Buy MTAR Technologies Ltd For Target Rs.2,575 - JM Financial Services
MTAR Technologies’ 2QFY24 results were sharply below estimates. PAT declined by 17%YoY to INR205mn (JMFe: INR 330mn) due to lower revenue/gross margins. Outlook for FY24 has been cut sharply due to deferment of supplies of c1200 units (25% cut) of hot boxes to FY25 and lower gross margins due to adverse revenue mix in 1H. This deferment is led by efforts to correct inventories by Bloom given reduced shipping times as also complete switch over to the 65kw Santacruz variant from 50kw Yuma variant. As a result, we downgrade FY24 EPS steeply by 34%. That said, Bloom has maintained its CY23 revenue and margin guidance and remains positive on CY24 outlook. MTAR is set to achieve greater diversification with likely addition of Fluence in clean energy and finalisation of +INR 5bn nuclear orders. We maintain our positive view on MTAR as the current set back appears temporary and estimate 36% EPS CAGR over FY23-26E. Maintain BUY with revised TP of INR2,575.
* Revenue deferment, adverse revenue mix impacts performance: Net sales grew 32% YoY to INR1.7bn driven by the nuclear segment (+204% YoY; INR152mn) and ramp up in the product segment to INR367mn vs INR43mn in 2Q23. Clean energy revenue declined 5% YoY to INR978mn due to deferment of supplies to Bloom, while ex-clean energy basis revenue grew 191% YoY to INR690mn. Gross margins contracted substantially by 610bps YoY (430bp QoQ) to 45.6% due to adverse revenue mix (some older nuclear orders and lower proportion of domestic sales). EBITDA grew 3% YoY to INR361mn with EBITDA margin at 21.6% vs 27.7% in 2Q23. PAT declined by 17%YoY to INR205mn. Order book declined 23% YoY to INR10bn with order inflow at INR 1.3bn in 1HFY24.

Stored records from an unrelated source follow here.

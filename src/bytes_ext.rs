use crate::{hex, int};

pub trait BytesExt {
    /// Xor self with another slice of bytes of equal length
    fn xor<B: AsRef<[u8]>>(&self, other: B) -> Vec<u8>;

    /// Copy of self with the first byte moved to the end
    fn rotate_left_one(&self) -> Vec<u8>;

    /// See [`hex::bytes_to_hex`]. Returns `None` when self is empty.
    fn to_hex(&self, with_prefix: bool) -> Option<String>;

    /// See [`hex::bytes_to_hex_spaced`].
    fn to_hex_spaced(&self) -> String;

    /// See [`int::decode_big_endian_int`].
    fn decode_big_endian_int(&self, n: usize) -> i32;
}

fn assert_same_length(a: &[u8], b: &[u8]) {
    assert_eq!(
        a.len(),
        b.len(),
        "Length mismatch: {} != {}",
        a.len(),
        b.len()
    );
}

impl BytesExt for [u8] {
    fn xor<B: AsRef<[u8]>>(&self, other: B) -> Vec<u8> {
        assert_same_length(self, other.as_ref());

        self.iter()
            .zip(other.as_ref().iter())
            .map(|(a, b)| a ^ b)
            .collect()
    }

    fn rotate_left_one(&self) -> Vec<u8> {
        let mut rotated = self.to_vec();
        if !rotated.is_empty() {
            rotated.rotate_left(1);
        }
        rotated
    }

    fn to_hex(&self, with_prefix: bool) -> Option<String> {
        hex::bytes_to_hex(Some(self), with_prefix)
    }

    fn to_hex_spaced(&self) -> String {
        hex::bytes_to_hex_spaced(self)
    }

    fn decode_big_endian_int(&self, n: usize) -> i32 {
        int::decode_big_endian_int(self, n)
    }
}
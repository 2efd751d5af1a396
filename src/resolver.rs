//! Resolution and caching service.
//!
//! [`Resolver`] sits between the route handlers and the extractors. It routes
//! source-prefixed ids to the right extractor, caches every operation class in its
//! own [`TtlCache`], pairs catalog entries with scraped results and warms caches in
//! the background.
//!
//! Every public operation degrades instead of failing: an extractor error is logged
//! with its kind and the caller gets the last cached value if there is one, otherwise
//! an empty collection or `None`.
//!
//! ```rust,no_run
//! use shiori::prelude::*;
//!
//! # async fn example() {
//! let resolver = Resolver::from_config(&Config::from_env());
//!
//! for hit in resolver.unified_search("one piece").await {
//!     println!("{} [{}]", hit.title, hit.id);
//! }
//! # }
//! ```

use futures::future;
use parking_lot::Mutex;
use std::sync::Arc;
use std::time::Duration;

use crate::{
    browser::BrowserSessionProvider,
    cache::{Clock, SystemClock, TtlCache},
    config::CacheSettings,
    error::Error,
    matching::{self, TitleInfo},
    metadata::{AniListClient, Media, MediaType},
    net::html,
    source::{MediaKind, Source, Sources, apply_prefix, split_prefix},
    sources::{animepahe, hianime, mangakakalot},
    types::{
        AnimeSpotlight, Chapter, EpisodePage, HotUpdate, MediaDetails, Page, SearchResult,
        SpotlightEntry, StreamCandidate, TrendingAnime,
    },
};

/// Number of catalog titles requested for the spotlight.
pub const SPOTLIGHT_SIZE: u32 = 10;

/// Cheap-to-clone handle to the shared service state.
#[derive(Clone)]
pub struct Resolver {
    inner: Arc<Inner>,
}

struct Inner {
    sources: Sources,
    metadata: Option<AniListClient>,
    browser: Option<Arc<BrowserSessionProvider>>,
    roles: Roles,
    spotlight_size: u32,
    /// Bumped on every spotlight write; enrichment only lands on the list it started from.
    spotlight_generation: Mutex<u64>,

    search: TtlCache<String, Vec<SearchResult>>,
    video_search: TtlCache<String, Vec<SearchResult>>,
    pages: TtlCache<String, Vec<Page>>,
    streams: TtlCache<String, Vec<StreamCandidate>>,
    episodes: TtlCache<String, EpisodePage>,
    spotlight: TtlCache<(), Vec<SpotlightEntry>>,
    hot: TtlCache<(), Vec<HotUpdate>>,
    anime_spotlight: TtlCache<(), Vec<AnimeSpotlight>>,
    anime_trending: TtlCache<(), Vec<TrendingAnime>>,
}

/// Which registered source serves each role when an id carries no prefix.
#[derive(Debug, Clone, Copy)]
struct Roles {
    manga: &'static str,
    video: &'static str,
    anime: &'static str,
}

/// Builder for [`Resolver`].
pub struct ResolverBuilder {
    sources: Sources,
    metadata: Option<AniListClient>,
    browser: Option<Arc<BrowserSessionProvider>>,
    roles: Roles,
    cache: CacheSettings,
    clock: Arc<dyn Clock>,
    spotlight_size: u32,
}

impl Default for ResolverBuilder {
    fn default() -> Self {
        Self {
            sources: Sources::new(),
            metadata: None,
            browser: None,
            roles: Roles {
                manga: mangakakalot::ID,
                video: animepahe::ID,
                anime: hianime::ID,
            },
            cache: CacheSettings::default(),
            clock: Arc::new(SystemClock),
            spotlight_size: SPOTLIGHT_SIZE,
        }
    }
}

impl ResolverBuilder {
    pub fn new() -> Self {
        Self::default()
    }

    pub fn source(mut self, source: impl Source + 'static) -> Self {
        self.sources.add(source);
        self
    }

    pub fn shared_source(mut self, source: Arc<dyn Source>) -> Self {
        self.sources.add_shared(source);
        self
    }

    /// Catalog used for the spotlight. Without one the spotlight is built from the
    /// hot-updates feed.
    pub fn metadata(mut self, client: AniListClient) -> Self {
        self.metadata = Some(client);
        self
    }

    /// Browser provider to shut down with the resolver.
    pub fn browser(mut self, provider: Arc<BrowserSessionProvider>) -> Self {
        self.browser = Some(provider);
        self
    }

    /// Source serving unprefixed manga ids, chapter pages and the hot feed.
    pub fn manga_source(mut self, id: &'static str) -> Self {
        self.roles.manga = id;
        self
    }

    /// Source serving episodes, streams and catalog-to-video matching.
    pub fn video_source(mut self, id: &'static str) -> Self {
        self.roles.video = id;
        self
    }

    /// Source serving the anime spotlight and trending strip.
    pub fn anime_source(mut self, id: &'static str) -> Self {
        self.roles.anime = id;
        self
    }

    pub fn cache_settings(mut self, settings: CacheSettings) -> Self {
        self.cache = settings;
        self
    }

    pub fn clock(mut self, clock: Arc<dyn Clock>) -> Self {
        self.clock = clock;
        self
    }

    pub fn spotlight_size(mut self, size: u32) -> Self {
        self.spotlight_size = size.max(1);
        self
    }

    pub fn build(self) -> Resolver {
        let search_ttl = Duration::from_secs(self.cache.search_ttl_secs);
        let pages_ttl = Duration::from_secs(self.cache.pages_ttl_secs);
        let feed_ttl = Duration::from_secs(self.cache.feed_ttl_secs);
        let sweep = self.cache.pages_sweep_threshold;
        let clock = &self.clock;

        Resolver {
            inner: Arc::new(Inner {
                search: cache(search_ttl, clock),
                video_search: cache(search_ttl, clock),
                pages: cache(pages_ttl, clock).with_sweep_threshold(sweep),
                streams: cache(pages_ttl, clock).with_sweep_threshold(sweep),
                episodes: cache(pages_ttl, clock).with_sweep_threshold(sweep),
                spotlight: cache(feed_ttl, clock),
                hot: cache(feed_ttl, clock),
                anime_spotlight: cache(feed_ttl, clock),
                anime_trending: cache(feed_ttl, clock),
                sources: self.sources,
                metadata: self.metadata,
                browser: self.browser,
                roles: self.roles,
                spotlight_size: self.spotlight_size,
                spotlight_generation: Mutex::new(0),
            }),
        }
    }
}

fn cache<K, V>(ttl: Duration, clock: &Arc<dyn Clock>) -> TtlCache<K, V>
where
    K: Eq + std::hash::Hash,
    V: Clone,
{
    TtlCache::new(ttl).with_clock(Arc::clone(clock))
}

fn degraded(operation: &'static str, key: &str, error: &Error) {
    tracing::warn!(operation, key, kind = ?error.kind(), error = %error, "upstream failed, degrading");
}

/// Cache key for a search query: trimmed and lower-cased.
pub fn normalize_query(query: &str) -> String {
    query.trim().to_lowercase()
}
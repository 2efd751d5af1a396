//! JSON API over the [`Resolver`].
//!
//! Handlers are thin: they translate path and query parameters into resolver calls
//! and serialize whatever comes back. The resolver already degrades upstream failures
//! into empty values, so handlers never branch on error kinds.

mod handlers;
mod routes;

pub use routes::create_router;

use std::net::SocketAddr;

use crate::error::Result;
use crate::resolver::Resolver;

/// Shared state for the web server.
#[derive(Clone, Debug)]
pub struct AppState {
    pub resolver: Resolver,
}

impl AppState {
    pub fn new(resolver: Resolver) -> Self {
        Self { resolver }
    }
}

/// Serves the API on `addr` until Ctrl-C, then closes the shared browser.
pub async fn serve(resolver: Resolver, addr: SocketAddr) -> Result<()> {
    let app = create_router(AppState::new(resolver.clone()));

    let listener = tokio::net::TcpListener::bind(addr).await?;
    tracing::info!("Starting server at http://{}", addr);

    axum::serve(listener, app)
        .with_graceful_shutdown(shutdown_signal())
        .await?;

    resolver.shutdown().await;
    Ok(())
}

async fn shutdown_signal() {
    if let Err(e) = tokio::signal::ctrl_c().await {
        tracing::warn!(error = %e, "failed to listen for shutdown signal");
        std::future::pending::<()>().await;
    }
    tracing::info!("shutting down");
}
//! Network utilities for HTTP requests, rate limiting, and content parsing.
//!
//! This module provides the plain-HTTP side of the extractors:
//!
//! - **HTTP Client**: A global, configured reqwest client with connection pooling
//! - **Rate Limiting**: Per-source spacing of requests to bound load on upstream sites
//! - **Content Parsing**: HTML and JSON helpers in [`html`] and [`json`]
//!
//! Transport failures are not retried automatically unless a client opts in with
//! [`HttpClient::with_max_retries`].
//!
//! # Examples
//!
//! ```rust
//! use shiori::net::HttpClient;
//!
//! # async fn example() -> shiori::Result<()> {
//! let client = HttpClient::new("mk")
//!     .with_rate_limit(500)
//!     .with_header("Referer", "https://example.com/");
//!
//! let html = client.get_text("https://example.com").await?;
//! # Ok(())
//! # }
//! ```

use bytes::Bytes;
use once_cell::sync::Lazy;
use parking_lot::Mutex;
use reqwest::{Client, Response, header::HeaderMap};
use serde::{Serialize, de::DeserializeOwned};
use std::collections::HashMap;
use std::time::{Duration, Instant};

pub mod html;
pub mod json;

/// Fixed request timeout for bare network fetches.
pub const REQUEST_TIMEOUT: Duration = Duration::from_secs(15);

/// Global HTTP client instance.
///
/// This client is configured with:
/// - 15-second request timeout
/// - Connection pooling (10 idle connections per host)
/// - Compression support (gzip, brotli)
/// - Redirect following (the manga search relies on the final URL)
static CLIENT: Lazy<Client> = Lazy::new(|| {
    Client::builder()
        .timeout(REQUEST_TIMEOUT)
        .user_agent(concat!("Shiori/", env!("CARGO_PKG_VERSION")))
        .pool_max_idle_per_host(10)
        .gzip(true)
        .brotli(true)
        .build()
        .unwrap_or_else(|_| Client::new())
});

/// Per-source rate limiter to prevent overwhelming upstream sites.
///
/// Tracks the last request time for each source and enforces a minimum delay
/// between requests. Safe to share across tasks.
#[derive(Debug)]
pub struct RateLimiter {
    last_request: Mutex<HashMap<String, Instant>>,
    default_delay: Duration,
}

impl Clone for RateLimiter {
    fn clone(&self) -> Self {
        Self {
            last_request: Mutex::new(HashMap::new()),
            default_delay: self.default_delay,
        }
    }
}

impl RateLimiter {
    /// Creates a new rate limiter with the specified default delay in milliseconds.
    pub fn new(delay_ms: u64) -> Self {
        Self {
            last_request: Mutex::new(HashMap::new()),
            default_delay: Duration::from_millis(delay_ms),
        }
    }

    /// Waits if necessary before allowing a request for the specified source.
    pub async fn wait(&self, source_id: &str) {
        let now = Instant::now();
        let wait_duration = {
            let last_map = self.last_request.lock();
            last_map.get(source_id).and_then(|&last| {
                let elapsed = now.duration_since(last);
                (elapsed < self.default_delay).then(|| self.default_delay - elapsed)
            })
        };

        if let Some(duration) = wait_duration {
            tokio::time::sleep(duration).await;
        }

        self.last_request
            .lock()
            .insert(source_id.to_string(), Instant::now());
    }
}

/// HTTP client wrapper with per-source rate limiting and default headers.
///
/// Each client is associated with a source prefix, which is used both as the
/// rate-limit key and as the `src` of [`Error::Source`](crate::Error::Source) errors.
///
/// # Examples
///
/// ```rust
/// use shiori::net::HttpClient;
///
/// # async fn example() -> shiori::Result<()> {
/// let client = HttpClient::new("ap").with_rate_limit(1000);
/// let (final_url, html) = client.get_text_with_url("https://example.com/search?q=x").await?;
/// # Ok(())
/// # }
/// ```
#[derive(Clone, Debug)]
pub struct HttpClient {
    source_id: String,
    rate_limiter: RateLimiter,
    max_retries: u32,
    timeout: Option<Duration>,
    headers: HeaderMap,
}

impl HttpClient {
    /// Creates a new HTTP client for the specified source.
    ///
    /// Defaults: 250ms between requests, no automatic retries.
    pub fn new(source_id: impl Into<String>) -> Self {
        Self {
            source_id: source_id.into(),
            rate_limiter: RateLimiter::new(250),
            max_retries: 0,
            timeout: None,
            headers: HeaderMap::new(),
        }
    }

    /// Sets the rate limit delay for this client.
    pub fn with_rate_limit(mut self, delay_ms: u64) -> Self {
        self.rate_limiter = RateLimiter::new(delay_ms);
        self
    }

    /// Sets the maximum number of retries for failed requests.
    pub fn with_max_retries(mut self, retries: u32) -> Self {
        self.max_retries = retries;
        self
    }

    /// Overrides the global request timeout for this client.
    pub fn with_timeout(mut self, timeout: Duration) -> Self {
        self.timeout = Some(timeout);
        self
    }

    /// Applies the configured timeout, retry count and request spacing.
    pub fn with_settings(self, settings: &crate::config::HttpSettings) -> Self {
        self.with_rate_limit(settings.rate_limit_ms)
            .with_max_retries(settings.max_retries)
            .with_timeout(Duration::from_secs(settings.timeout_secs))
    }

    /// Adds a custom header to all requests made by this client.
    ///
    /// Invalid header names or values are ignored.
    pub fn with_header(mut self, name: &str, value: &str) -> Self {
        if let (Ok(name), Ok(value)) = (
            name.parse::<reqwest::header::HeaderName>(),
            value.parse::<reqwest::header::HeaderValue>(),
        ) {
            self.headers.insert(name, value);
        }
        self
    }

    /// Returns the source prefix this client was created for.
    pub fn source_id(&self) -> &str {
        &self.source_id
    }

    /// Performs a GET request with rate limiting and optional retries.
    ///
    /// 429 responses are retried with exponential backoff while retries remain and
    /// otherwise surface as [`Error::RateLimit`](crate::Error::RateLimit).
    async fn send_get(&self, url: &str) -> crate::Result<Response> {
        let mut attempts = 0;

        loop {
            self.rate_limiter.wait(&self.source_id).await;
            tracing::debug!(source = %self.source_id, url, "GET");

            let mut request = CLIENT.get(url).headers(self.headers.clone());
            if let Some(timeout) = self.timeout {
                request = request.timeout(timeout);
            }

            match request.send().await {
                Ok(response) => {
                    if response.status().is_success() {
                        return Ok(response);
                    }

                    if response.status() == 429 {
                        if attempts < self.max_retries {
                            attempts += 1;
                            let delay = Duration::from_secs(2_u64.pow(attempts));
                            tokio::time::sleep(delay).await;
                            continue;
                        }

                        let retry_after = response
                            .headers()
                            .get("retry-after")
                            .and_then(|v| v.to_str().ok())
                            .and_then(|v| v.parse::<u64>().ok());

                        return Err(crate::Error::rate_limit(retry_after));
                    }

                    return Err(crate::Error::source(
                        &self.source_id,
                        format!("HTTP {} for {}", response.status(), url),
                    ));
                }
                Err(e) => {
                    if attempts < self.max_retries {
                        attempts += 1;
                        tokio::time::sleep(Duration::from_secs(1)).await;
                        continue;
                    }
                    return Err(e.into());
                }
            }
        }
    }

    /// Performs a GET request and returns the raw body.
    ///
    /// # Errors
    ///
    /// * [`Error::RateLimit`](crate::Error::RateLimit) - If rate limited after retries
    /// * [`Error::Source`](crate::Error::Source) - For HTTP errors (4xx, 5xx)
    /// * [`Error::Network`](crate::Error::Network) - For network/connection errors
    pub async fn get(&self, url: &str) -> crate::Result<Bytes> {
        let response = self.send_get(url).await?;
        Ok(response.bytes().await?)
    }

    /// Performs a GET request and returns the response as a UTF-8 string.
    pub async fn get_text(&self, url: &str) -> crate::Result<String> {
        let bytes = self.get(url).await?;
        String::from_utf8(bytes.to_vec())
            .map_err(|e| crate::Error::parse(format!("Invalid UTF-8: {}", e)))
    }

    /// Performs a GET request and returns the final URL (after redirects) with the body.
    pub async fn get_text_with_url(&self, url: &str) -> crate::Result<(String, String)> {
        let response = self.send_get(url).await?;
        let final_url = response.url().to_string();
        let body = response.text().await?;
        Ok((final_url, body))
    }

    /// Performs a GET request and deserializes the response as JSON.
    pub async fn get_json<T>(&self, url: &str) -> crate::Result<T>
    where
        T: DeserializeOwned,
    {
        let bytes = self.get(url).await?;
        serde_json::from_slice(&bytes).map_err(Into::into)
    }

    /// Performs a POST request with a JSON body and deserializes the JSON response.
    ///
    /// Used by the GraphQL metadata gateway. Not retried.
    pub async fn post_json<B, T>(&self, url: &str, body: &B) -> crate::Result<T>
    where
        B: Serialize + ?Sized,
        T: DeserializeOwned,
    {
        self.rate_limiter.wait(&self.source_id).await;
        tracing::debug!(source = %self.source_id, url, "POST");

        let mut request = CLIENT.post(url).headers(self.headers.clone()).json(body);
        if let Some(timeout) = self.timeout {
            request = request.timeout(timeout);
        }
        let response = request.send().await?;

        if response.status() == 429 {
            let retry_after = response
                .headers()
                .get("retry-after")
                .and_then(|v| v.to_str().ok())
                .and_then(|v| v.parse::<u64>().ok());
            return Err(crate::Error::rate_limit(retry_after));
        }
        if !response.status().is_success() {
            return Err(crate::Error::source(
                &self.source_id,
                format!("HTTP {} for {}", response.status(), url),
            ));
        }

        let bytes = response.bytes().await?;
        serde_json::from_slice(&bytes).map_err(Into::into)
    }
}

* FY24 guidance cut but growth outlook beyond remains intact: Revenue guidance for FY24 has been lowered to INR 6.7-7bn (INR 8.3-8.6bn earlier) with EBITDA margin at 26% +/- 100bp (28% +/- 100bp earlier). Cut in the guidance is due to deferment of supply of c1200 units of hot boxes to Bloom given inventory correction measures by Bloom due to reduced transit times and transition to Santacruz variant (65kw) from Yuma hot boxes (50kw). MTAR maintains that the volume reduction in FY24 is a deferment to FY25 and production schedules to become clearer in next 1-2 quarters. We also note that Bloom in its recent earnings commentary has maintained its CY23 guidance on all fronts.
* To achieve greater diversification in business mix: MTAR is in the final stages of negotiations for adding Fluence Energy as a customer in the clean energy business (INR 1.2-1.3bn business initially) and expects +INR 5bn orders for Kaiga 5 & 6 Nuclear reactors by Mar-24. These should lead to diversification of order book and customers. MTAR also continues to make progress in scaling up its import substitution products business like roller screws, water lubricated bearings, ball screws and electromechanical actuators.
* Maintain BUY with a revised TP of INR2,575: We like MTAR for its strong credentials in the precision engineering space. While the outlook for supplies to Bloom remains positive beyond the immediate disruption, addition of new customers and scale up in nuclear and import substitution products should increase diversification. We expect 36% EPS CAGR over FY23-26. Maintain BUY with revised TP of INR2,575, based on 35x Sept’25E EPS.